There are a few ways that product designers can increase the length of the ground plane in a small space, without compromising device performance. An innovative approach to this is to use a folded antenna that sits on the side of the device, while the rest of the ground plane is fixed at right angles to the antenna. This has drawbacks in terms of cost but can be a viable solution in some applications, allowing the device to meet industry standards and network carrier certification.
Network certification requirements
Network carriers require a series of tests to measure the transmit and receive performance of an LTE device. In the US, cellular data network providers have standardised this process with input from various regulatory bodies. PTCRB certification is the pseudo-acronym for the certification programme for wireless device test certification. To launch a product in the US, LTE devices must pass this certification. Many other countries now have similar requirements. As devices become smaller, the challenge of meeting the PTCRB certification becomes increasingly difficult.
“Over the air” testing is a form of active testing that is carried out using specially designed equipment. Test equipment simulates a cellular base station which interacts with the LTE device wirelessly in a Radio Frequency (RF) anechoic chamber.
These tests measure three key parameters:
Total Radiated Power (TRP) is a measure of the power radiated by a device when it’s connected to a transmitter. For small IoT devices, this can be used to determine how far the device can transmit and send uplink data.
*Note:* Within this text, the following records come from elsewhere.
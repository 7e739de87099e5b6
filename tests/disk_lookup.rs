//! Directory detection against a real files root.

use activity_render::{
    path, Catalog, Classification, DirectoryLookup, DiskLookup, EngineConfig, ParameterRenderer,
    ParameterType, RenderFlags,
};
use std::fs;
use tempfile::TempDir;

fn files_root() -> TempDir {
    let root = tempfile::tempdir().unwrap();
    fs::create_dir_all(root.path().join("Photos/2024")).unwrap();
    fs::write(root.path().join("Photos/2024/beach.jpg"), b"jpg").unwrap();
    fs::write(root.path().join("notes.txt"), b"notes").unwrap();
    root
}

#[test]
fn stored_forms_resolve_against_the_same_root() {
    let root = files_root();
    let lookup = DiskLookup::new(root.path());
    for stored in ["/Photos/2024", "Photos/2024", "/Photos/2024/", "Photos/2024/"] {
        assert_eq!(lookup.is_dir(stored), Some(true), "{stored}");
    }
    assert_eq!(lookup.is_dir("/Photos/2024/beach.jpg"), Some(false));
    assert_eq!(lookup.is_dir("/notes.txt"), Some(false));
}

#[test]
fn missing_and_escaping_paths_are_inconclusive() {
    let root = files_root();
    let lookup = DiskLookup::new(root.path().join("Photos"));
    assert_eq!(lookup.is_dir("/gone"), None);
    assert_eq!(lookup.is_dir("/../notes.txt"), None);
    assert!(!path::resolve("/../Photos", &lookup).is_directory);
}

#[cfg(unix)]
#[test]
fn symlink_out_of_the_root_is_inconclusive() {
    let root = files_root();
    let outside = tempfile::tempdir().unwrap();
    fs::create_dir_all(outside.path().join("secret")).unwrap();
    std::os::unix::fs::symlink(outside.path(), root.path().join("escape")).unwrap();
    std::os::unix::fs::symlink(root.path().join("Photos"), root.path().join("Album")).unwrap();

    let lookup = DiskLookup::new(root.path());
    assert_eq!(lookup.is_dir("/escape/secret"), None);
    assert_eq!(lookup.is_dir("/escape"), None);
    assert_eq!(lookup.is_dir("/Album/2024"), Some(true));
}

#[test]
fn configured_files_root_drives_link_shape() {
    let root = files_root();
    let config = EngineConfig {
        files_root: Some(root.path().to_path_buf()),
        ..EngineConfig::default()
    };
    let renderer = ParameterRenderer::new(config, Catalog::source("en"));
    let map: Classification = [(0, ParameterType::File), (1, ParameterType::File)]
        .into_iter()
        .collect();

    let rendered = renderer.format(
        &["/Photos/2024/", "/Photos/2024/beach.jpg"],
        Some(&map),
        RenderFlags::new(true, true),
    );
    assert_eq!(
        rendered,
        vec![
            "<a class=\"filename tooltip\" href=\"/index.php/apps/files?dir=%2FPhotos%2F2024\" title=\"in Photos\">2024</a>",
            "<a class=\"filename tooltip\" href=\"/index.php/apps/files?dir=%2FPhotos%2F2024&scrollto=beach.jpg\" title=\"in Photos/2024\">beach.jpg</a>",
        ]
    );
}

#[test]
fn deleted_folder_degrades_to_file_link() {
    let root = files_root();
    let config = EngineConfig {
        files_root: Some(root.path().to_path_buf()),
        ..EngineConfig::default()
    };
    let renderer = ParameterRenderer::new(config, Catalog::source("en"));
    let map = Classification::new().with(0, ParameterType::File);
    let rendered = renderer.format(
        &["/Archive/old"],
        Some(&map),
        RenderFlags::new(false, true),
    );
    assert_eq!(
        rendered,
        vec![
            "<a class=\"filename\" href=\"/index.php/apps/files?dir=%2FArchive&scrollto=old\">Archive/old</a>"
        ]
    );
}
Total Isotropic Sensitivity (TIS) gives a measure of how well a device can receive data from a cellular network. It is dependent on antenna efficiency, receiver sensitivity and the level of interference from the device itself.
Radiated spurious emissions (RSE) are emissions at frequencies outside the required bandwidth. This is tested on all RF bands supported by the device, as well as when the device is idle.
In addition to these operational tests, there are a number of passive tests that LTE devices must pass before being approved. Once an antenna is integrated into the device, the following parameters are measured:
Voltage Standing Wave Radio (VSWR)
Peak and average gain
2D/3D radiation patterns
These measurements are compared to industry standards and give an indication of how well the device will perform overall.
Even outside of the US, most network carriers require some level of device testing before products are made available on the market. It is not in their interest to have inefficient devices using their networks as they’re likely to receive poor signal strength and cause instability across the network.
Designing for success
With the stringent PTCRB certification process in mind, it’s worth testing LTE devices throughout the development process. If a product is designed for a specific geographical region, the criteria set by the appropriate network carriers must be met.
Prototypes and mock-up devices can be tested relatively early in the design process to ensure that they meet the certification criteria. Regularly assessing the performance of the antenna throughout the design process means that adaptations can be made before significant costs are incurred.
Selecting the right antenna, combined with an optimised device layout and ground plane length is key to a project’s success in performance tests. Antennas can be specifically tailored to a given device or application, or off-the-shelf products can be adapted to meet performance requirements.